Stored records
- - -

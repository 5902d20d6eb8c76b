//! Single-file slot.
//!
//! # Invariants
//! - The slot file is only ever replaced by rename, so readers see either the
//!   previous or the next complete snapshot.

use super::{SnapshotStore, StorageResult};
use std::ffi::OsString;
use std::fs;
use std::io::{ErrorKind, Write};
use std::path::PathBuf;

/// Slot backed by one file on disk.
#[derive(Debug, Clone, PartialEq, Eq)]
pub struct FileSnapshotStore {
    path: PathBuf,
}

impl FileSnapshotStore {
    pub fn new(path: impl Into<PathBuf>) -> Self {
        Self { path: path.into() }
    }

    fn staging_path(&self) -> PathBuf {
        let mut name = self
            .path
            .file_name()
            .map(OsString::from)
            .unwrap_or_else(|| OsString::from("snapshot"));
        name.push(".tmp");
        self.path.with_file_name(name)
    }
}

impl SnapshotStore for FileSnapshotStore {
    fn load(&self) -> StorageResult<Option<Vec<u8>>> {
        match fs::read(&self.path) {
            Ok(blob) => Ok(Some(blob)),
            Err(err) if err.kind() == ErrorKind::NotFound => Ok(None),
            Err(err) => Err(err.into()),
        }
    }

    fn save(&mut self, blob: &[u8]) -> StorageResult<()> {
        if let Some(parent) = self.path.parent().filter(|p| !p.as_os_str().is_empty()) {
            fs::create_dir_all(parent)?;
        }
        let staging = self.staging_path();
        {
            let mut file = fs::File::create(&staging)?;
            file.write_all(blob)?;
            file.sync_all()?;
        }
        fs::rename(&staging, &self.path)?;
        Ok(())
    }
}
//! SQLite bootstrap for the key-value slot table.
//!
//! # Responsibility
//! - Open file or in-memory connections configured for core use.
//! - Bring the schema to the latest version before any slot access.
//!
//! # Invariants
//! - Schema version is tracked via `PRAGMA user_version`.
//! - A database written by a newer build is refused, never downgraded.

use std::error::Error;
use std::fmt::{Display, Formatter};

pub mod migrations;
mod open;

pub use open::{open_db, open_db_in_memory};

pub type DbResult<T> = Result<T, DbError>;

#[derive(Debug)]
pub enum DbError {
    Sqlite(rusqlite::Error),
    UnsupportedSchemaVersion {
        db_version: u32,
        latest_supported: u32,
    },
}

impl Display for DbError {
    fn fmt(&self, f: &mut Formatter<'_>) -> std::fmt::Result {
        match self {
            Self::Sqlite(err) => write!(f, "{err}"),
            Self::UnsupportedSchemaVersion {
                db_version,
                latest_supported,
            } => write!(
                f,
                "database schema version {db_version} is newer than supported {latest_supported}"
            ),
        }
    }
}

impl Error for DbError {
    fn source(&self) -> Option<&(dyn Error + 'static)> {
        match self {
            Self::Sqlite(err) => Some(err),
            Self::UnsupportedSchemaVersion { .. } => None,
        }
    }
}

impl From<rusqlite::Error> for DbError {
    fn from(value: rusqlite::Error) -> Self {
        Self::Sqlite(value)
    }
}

- - -

(TASK): The records above need to be retyped in full, exactly as given.

(RESPONSE AREA):
repository 5902d20d6eb8c76b
//! Single-file slot.
//!
//! # Invariants
//! - The slot file is only ever replaced by rename, so readers see either the
//!   previous or the next complete snapshot.

use super::{SnapshotStore, StorageResult};
use std::ffi::OsString;
use std::fs;
use std::io::{ErrorKind, Write};
use std::path::PathBuf;

/// Slot backed by one file on disk.
#[derive(Debug, Clone, PartialEq, Eq)]
pub struct FileSnapshotStore {
    path: PathBuf,
}

impl FileSnapshotStore {
    pub fn new(path: impl Into<PathBuf>) -> Self {
        Self { path: path.into() }
    }

    fn staging_path(&self) -> PathBuf {
        let mut name = self
            .path
            .file_name()
            .map(OsString::from)
            .unwrap_or_else(|| OsString::from("snapshot"));
        name.push(".tmp");
        self.path.with_file_name(name)
    }
}

impl SnapshotStore for FileSnapshotStore {
    fn load(&self) -> StorageResult<Option<Vec<u8>>> {
        match fs::read(&self.path) {
            Ok(blob) => Ok(Some(blob)),
            Err(err) if err.kind() == ErrorKind::NotFound => Ok(None),
            Err(err) => Err(err.into()),
        }
    }

    fn save(&mut self, blob: &[u8]) -> StorageResult<()> {
        if let Some(parent) = self.path.parent().filter(|p| !p.as_os_str().is_empty()) {
            fs::create_dir_all(parent)?;
        }
        let staging = self.staging_path();
        {
            let mut file = fs::File::create(&staging)?;
            file.write_all(blob)?;
            file.sync_all()?;
        }
        fs::rename(&staging, &self.path)?;
        Ok(())
    }
}
//! SQLite bootstrap for the key-value slot table.
//!
//! # Responsibility
//! - Open file or in-memory connections configured for core use.
//! - Bring the schema to the latest version before any slot access.
//!
//! # Invariants
//! - Schema version is tracked via `PRAGMA user_version`.
//! - A database written by a newer build is refused, never downgraded.

use std::error::Error;
use std::fmt::{Display, Formatter};

pub mod migrations;
mod open;

pub use open::{open_db, open_db_in_memory};

pub type DbResult<T> = Result<T, DbError>;

#[derive(Debug)]
pub enum DbError {
    Sqlite(rusqlite::Error),
    UnsupportedSchemaVersion {
        db_version: u32,
        latest_supported: u32,
    },
}

impl Display for DbError {
    fn fmt(&self, f: &mut Formatter<'_>) -> std::fmt::Result {
        match self {
            Self::Sqlite(err) => write!(f, "{err}"),
            Self::UnsupportedSchemaVersion {
                db_version,
                latest_supported,
            } => write!(
                f,
                "database schema version {db_version} is newer than supported {latest_supported}"
            ),
        }
    }
}

impl Error for DbError {
    fn source(&self) -> Option<&(dyn Error + 'static)> {
        match self {
            Self::Sqlite(err) => Some(err),
            Self::UnsupportedSchemaVersion { .. } => None,
        }
    }
}

impl From<rusqlite::Error> for DbError {
    fn from(value: rusqlite::Error) -> Self {
        Self::Sqlite(value)
    }
}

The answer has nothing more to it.